(Saved data entries)
------------------------------------------------

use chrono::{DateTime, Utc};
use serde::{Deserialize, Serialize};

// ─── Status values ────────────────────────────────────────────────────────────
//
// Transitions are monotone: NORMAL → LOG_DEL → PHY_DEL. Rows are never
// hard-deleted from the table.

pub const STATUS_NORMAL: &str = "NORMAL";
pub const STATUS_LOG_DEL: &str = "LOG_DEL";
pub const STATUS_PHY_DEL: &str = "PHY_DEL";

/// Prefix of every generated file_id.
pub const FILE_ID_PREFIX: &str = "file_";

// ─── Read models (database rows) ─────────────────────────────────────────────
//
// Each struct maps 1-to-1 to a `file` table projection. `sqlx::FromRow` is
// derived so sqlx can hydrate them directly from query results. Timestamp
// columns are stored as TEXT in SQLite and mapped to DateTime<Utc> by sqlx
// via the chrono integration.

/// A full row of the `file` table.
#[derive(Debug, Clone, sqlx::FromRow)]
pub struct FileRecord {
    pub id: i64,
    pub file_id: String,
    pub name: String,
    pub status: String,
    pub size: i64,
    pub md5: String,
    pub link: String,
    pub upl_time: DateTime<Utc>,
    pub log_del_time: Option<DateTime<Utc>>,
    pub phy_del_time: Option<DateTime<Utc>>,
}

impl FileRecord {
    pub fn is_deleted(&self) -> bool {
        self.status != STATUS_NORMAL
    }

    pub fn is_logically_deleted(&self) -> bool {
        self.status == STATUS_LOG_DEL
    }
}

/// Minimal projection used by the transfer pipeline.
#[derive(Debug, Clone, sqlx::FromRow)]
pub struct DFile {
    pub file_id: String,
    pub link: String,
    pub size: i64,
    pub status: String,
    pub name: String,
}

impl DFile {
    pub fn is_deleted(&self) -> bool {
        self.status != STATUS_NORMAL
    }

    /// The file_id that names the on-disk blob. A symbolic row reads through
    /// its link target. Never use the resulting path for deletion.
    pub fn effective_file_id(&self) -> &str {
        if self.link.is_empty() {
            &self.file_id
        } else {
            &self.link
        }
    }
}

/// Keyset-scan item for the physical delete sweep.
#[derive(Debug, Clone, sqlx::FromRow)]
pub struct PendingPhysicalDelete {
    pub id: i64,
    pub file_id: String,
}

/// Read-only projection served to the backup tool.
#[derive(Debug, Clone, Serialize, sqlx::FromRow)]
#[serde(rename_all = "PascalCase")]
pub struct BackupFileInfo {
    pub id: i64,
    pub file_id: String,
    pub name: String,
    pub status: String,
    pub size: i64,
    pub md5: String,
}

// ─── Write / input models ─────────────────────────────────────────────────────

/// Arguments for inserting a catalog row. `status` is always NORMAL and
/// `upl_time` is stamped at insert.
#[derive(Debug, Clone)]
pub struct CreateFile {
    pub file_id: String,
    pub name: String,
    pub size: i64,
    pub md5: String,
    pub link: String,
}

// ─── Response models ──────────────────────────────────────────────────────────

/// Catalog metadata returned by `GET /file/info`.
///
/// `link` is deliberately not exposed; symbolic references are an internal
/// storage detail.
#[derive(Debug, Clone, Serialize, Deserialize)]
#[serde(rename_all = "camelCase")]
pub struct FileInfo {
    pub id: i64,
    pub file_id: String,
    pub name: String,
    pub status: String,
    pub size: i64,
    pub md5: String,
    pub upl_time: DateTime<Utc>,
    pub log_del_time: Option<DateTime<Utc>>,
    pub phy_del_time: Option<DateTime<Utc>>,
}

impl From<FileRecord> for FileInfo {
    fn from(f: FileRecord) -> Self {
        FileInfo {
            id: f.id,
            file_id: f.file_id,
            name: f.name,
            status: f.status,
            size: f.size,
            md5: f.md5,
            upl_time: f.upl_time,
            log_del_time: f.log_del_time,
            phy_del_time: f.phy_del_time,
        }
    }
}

------------------------------------------------

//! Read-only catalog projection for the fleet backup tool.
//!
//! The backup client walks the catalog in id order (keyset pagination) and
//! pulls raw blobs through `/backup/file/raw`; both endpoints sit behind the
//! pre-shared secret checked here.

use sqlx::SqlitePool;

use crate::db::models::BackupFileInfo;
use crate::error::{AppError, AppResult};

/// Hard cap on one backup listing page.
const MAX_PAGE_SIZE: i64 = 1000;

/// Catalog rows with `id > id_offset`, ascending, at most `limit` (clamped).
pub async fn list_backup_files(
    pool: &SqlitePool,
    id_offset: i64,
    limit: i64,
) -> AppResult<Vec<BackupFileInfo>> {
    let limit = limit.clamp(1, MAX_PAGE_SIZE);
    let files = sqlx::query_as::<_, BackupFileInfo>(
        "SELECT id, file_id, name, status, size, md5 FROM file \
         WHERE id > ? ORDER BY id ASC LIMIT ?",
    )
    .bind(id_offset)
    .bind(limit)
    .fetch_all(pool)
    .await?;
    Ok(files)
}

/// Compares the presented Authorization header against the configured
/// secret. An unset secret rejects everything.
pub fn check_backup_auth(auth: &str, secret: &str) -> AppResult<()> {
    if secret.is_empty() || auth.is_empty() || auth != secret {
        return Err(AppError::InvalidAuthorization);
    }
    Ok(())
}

------------------------------------------------

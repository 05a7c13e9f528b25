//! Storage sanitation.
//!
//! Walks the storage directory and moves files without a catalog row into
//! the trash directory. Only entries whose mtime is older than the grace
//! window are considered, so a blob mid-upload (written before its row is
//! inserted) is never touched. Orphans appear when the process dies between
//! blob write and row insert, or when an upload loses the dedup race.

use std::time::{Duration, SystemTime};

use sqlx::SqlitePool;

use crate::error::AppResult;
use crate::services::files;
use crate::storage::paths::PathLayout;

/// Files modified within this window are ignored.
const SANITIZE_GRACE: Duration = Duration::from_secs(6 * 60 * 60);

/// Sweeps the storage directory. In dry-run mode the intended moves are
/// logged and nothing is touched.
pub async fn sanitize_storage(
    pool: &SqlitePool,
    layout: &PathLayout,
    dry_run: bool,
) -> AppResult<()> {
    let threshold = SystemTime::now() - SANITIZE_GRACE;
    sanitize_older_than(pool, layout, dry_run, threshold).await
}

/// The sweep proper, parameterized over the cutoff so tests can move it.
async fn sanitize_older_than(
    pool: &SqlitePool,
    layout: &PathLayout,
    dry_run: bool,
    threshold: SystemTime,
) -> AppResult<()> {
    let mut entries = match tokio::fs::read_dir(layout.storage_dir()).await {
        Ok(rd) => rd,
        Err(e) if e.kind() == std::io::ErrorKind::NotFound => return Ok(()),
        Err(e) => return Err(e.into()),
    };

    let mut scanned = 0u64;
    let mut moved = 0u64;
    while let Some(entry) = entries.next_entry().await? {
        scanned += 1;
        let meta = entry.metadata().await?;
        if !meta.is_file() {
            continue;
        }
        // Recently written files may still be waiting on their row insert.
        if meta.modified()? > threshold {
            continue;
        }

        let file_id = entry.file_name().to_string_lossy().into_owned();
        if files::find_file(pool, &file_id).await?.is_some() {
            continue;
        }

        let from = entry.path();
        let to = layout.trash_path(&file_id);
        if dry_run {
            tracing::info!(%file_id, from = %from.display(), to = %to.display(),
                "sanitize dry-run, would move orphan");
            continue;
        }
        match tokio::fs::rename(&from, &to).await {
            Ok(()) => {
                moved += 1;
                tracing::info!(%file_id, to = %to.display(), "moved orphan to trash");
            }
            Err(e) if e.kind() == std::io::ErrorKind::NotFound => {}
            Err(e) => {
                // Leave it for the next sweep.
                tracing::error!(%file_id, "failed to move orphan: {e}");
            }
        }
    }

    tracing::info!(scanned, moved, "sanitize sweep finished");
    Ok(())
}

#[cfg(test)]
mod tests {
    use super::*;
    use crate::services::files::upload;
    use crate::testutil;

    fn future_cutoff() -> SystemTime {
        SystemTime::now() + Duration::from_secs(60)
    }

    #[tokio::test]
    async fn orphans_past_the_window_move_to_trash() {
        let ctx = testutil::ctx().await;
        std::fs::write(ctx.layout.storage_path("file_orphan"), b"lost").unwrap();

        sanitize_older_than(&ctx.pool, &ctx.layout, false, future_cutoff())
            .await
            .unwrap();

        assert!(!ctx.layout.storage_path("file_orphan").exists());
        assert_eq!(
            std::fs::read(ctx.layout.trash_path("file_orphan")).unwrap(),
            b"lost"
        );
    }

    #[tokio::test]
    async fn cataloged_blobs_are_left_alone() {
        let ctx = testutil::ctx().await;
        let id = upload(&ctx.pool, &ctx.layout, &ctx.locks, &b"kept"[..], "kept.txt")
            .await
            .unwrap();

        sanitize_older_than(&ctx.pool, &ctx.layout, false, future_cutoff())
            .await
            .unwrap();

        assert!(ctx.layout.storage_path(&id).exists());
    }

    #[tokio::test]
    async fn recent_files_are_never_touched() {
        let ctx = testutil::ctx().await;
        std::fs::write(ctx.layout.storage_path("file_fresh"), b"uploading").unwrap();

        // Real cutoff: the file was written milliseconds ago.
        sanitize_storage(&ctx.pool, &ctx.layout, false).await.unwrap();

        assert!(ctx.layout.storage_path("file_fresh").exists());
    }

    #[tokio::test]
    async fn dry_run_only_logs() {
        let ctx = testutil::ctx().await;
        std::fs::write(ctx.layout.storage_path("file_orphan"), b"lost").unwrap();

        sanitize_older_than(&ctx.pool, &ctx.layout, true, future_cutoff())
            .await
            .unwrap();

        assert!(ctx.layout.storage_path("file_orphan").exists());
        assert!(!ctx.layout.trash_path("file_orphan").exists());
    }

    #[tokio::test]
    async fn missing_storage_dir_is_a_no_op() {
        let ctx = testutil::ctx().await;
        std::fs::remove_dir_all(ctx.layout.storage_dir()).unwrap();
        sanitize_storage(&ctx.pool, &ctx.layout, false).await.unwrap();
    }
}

------------------------------------------------

(Work required)
Reproduce exactly the lines above from the line with "before its row is" to the line with "window are ignored.", including both, and add nothing.

(Task result)
//! window are considered, so a blob mid-upload (written before its row is
//! inserted) is never touched. Orphans appear when the process dies between
//! blob write and row insert, or when an upload loses the dedup race.

use std::time::{Duration, SystemTime};

use sqlx::SqlitePool;

use crate::error::AppResult;
use crate::services::files;
use crate::storage::paths::PathLayout;

/// Files modified within this window are ignored.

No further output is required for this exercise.